Instructions for the task |
Only lines with the string "dated" matter here; gather them from the material below.

Input data |
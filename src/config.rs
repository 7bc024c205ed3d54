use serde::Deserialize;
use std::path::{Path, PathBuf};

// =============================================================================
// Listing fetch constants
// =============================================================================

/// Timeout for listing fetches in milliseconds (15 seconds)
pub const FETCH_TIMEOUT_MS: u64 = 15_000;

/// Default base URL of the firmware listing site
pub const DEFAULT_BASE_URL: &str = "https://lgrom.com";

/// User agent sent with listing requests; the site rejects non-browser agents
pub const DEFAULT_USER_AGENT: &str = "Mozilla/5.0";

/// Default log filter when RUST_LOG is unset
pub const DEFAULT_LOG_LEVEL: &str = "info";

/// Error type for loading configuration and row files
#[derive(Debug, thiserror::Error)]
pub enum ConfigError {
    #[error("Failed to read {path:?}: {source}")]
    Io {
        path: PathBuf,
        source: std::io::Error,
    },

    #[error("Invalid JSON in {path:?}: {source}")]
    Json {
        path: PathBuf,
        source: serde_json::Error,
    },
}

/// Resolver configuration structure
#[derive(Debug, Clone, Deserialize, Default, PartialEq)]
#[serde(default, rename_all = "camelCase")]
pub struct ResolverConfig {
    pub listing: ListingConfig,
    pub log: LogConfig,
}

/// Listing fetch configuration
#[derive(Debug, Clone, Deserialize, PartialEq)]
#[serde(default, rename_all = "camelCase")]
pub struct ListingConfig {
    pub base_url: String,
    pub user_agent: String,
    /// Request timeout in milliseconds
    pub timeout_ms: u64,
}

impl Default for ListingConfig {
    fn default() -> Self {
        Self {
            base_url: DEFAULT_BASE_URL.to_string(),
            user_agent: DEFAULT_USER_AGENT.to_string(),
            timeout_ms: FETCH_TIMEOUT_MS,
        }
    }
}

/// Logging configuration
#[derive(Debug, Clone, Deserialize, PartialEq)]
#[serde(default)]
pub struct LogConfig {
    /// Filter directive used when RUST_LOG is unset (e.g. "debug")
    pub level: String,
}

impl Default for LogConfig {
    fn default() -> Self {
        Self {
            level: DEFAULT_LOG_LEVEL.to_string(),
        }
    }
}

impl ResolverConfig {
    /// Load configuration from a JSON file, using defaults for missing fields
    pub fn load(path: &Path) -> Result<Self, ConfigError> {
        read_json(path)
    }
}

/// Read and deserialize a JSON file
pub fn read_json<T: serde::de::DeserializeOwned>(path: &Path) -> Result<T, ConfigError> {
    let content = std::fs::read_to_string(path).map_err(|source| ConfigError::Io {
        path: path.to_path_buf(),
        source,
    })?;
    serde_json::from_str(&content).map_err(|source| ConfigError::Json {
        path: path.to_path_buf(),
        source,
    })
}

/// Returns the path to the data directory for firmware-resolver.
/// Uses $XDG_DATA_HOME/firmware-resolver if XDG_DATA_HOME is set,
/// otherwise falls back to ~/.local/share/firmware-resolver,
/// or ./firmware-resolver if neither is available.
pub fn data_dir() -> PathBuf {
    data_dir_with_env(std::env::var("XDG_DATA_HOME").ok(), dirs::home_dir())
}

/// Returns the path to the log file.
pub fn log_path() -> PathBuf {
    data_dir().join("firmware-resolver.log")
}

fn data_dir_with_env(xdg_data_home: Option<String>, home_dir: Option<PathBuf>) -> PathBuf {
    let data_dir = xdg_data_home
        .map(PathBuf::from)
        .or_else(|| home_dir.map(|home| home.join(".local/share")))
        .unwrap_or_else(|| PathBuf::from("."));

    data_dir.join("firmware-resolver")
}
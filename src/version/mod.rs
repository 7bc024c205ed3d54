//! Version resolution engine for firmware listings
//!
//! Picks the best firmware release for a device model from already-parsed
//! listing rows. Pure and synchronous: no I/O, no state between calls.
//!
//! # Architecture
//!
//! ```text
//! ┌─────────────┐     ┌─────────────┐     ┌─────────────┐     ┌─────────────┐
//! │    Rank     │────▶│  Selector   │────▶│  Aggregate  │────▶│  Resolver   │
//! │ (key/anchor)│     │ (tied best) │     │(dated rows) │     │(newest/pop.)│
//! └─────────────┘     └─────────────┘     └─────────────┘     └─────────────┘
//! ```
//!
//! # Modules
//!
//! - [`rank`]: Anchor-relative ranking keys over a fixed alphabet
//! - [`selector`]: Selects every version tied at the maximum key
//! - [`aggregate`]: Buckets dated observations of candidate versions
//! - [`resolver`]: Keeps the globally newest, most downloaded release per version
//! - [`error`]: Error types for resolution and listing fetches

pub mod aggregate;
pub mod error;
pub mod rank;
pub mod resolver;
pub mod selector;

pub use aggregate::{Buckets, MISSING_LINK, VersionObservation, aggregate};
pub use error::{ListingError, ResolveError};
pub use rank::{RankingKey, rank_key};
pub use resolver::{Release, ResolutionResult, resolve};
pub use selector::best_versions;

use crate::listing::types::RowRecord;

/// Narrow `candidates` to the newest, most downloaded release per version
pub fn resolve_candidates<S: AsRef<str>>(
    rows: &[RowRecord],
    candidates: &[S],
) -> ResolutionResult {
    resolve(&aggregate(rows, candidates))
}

Response to this task |
//! │ (key/anchor)│     │ (tied best) │     │(dated rows) │     │(newest/pop.)│
//! - [`aggregate`]: Buckets dated observations of candidate versions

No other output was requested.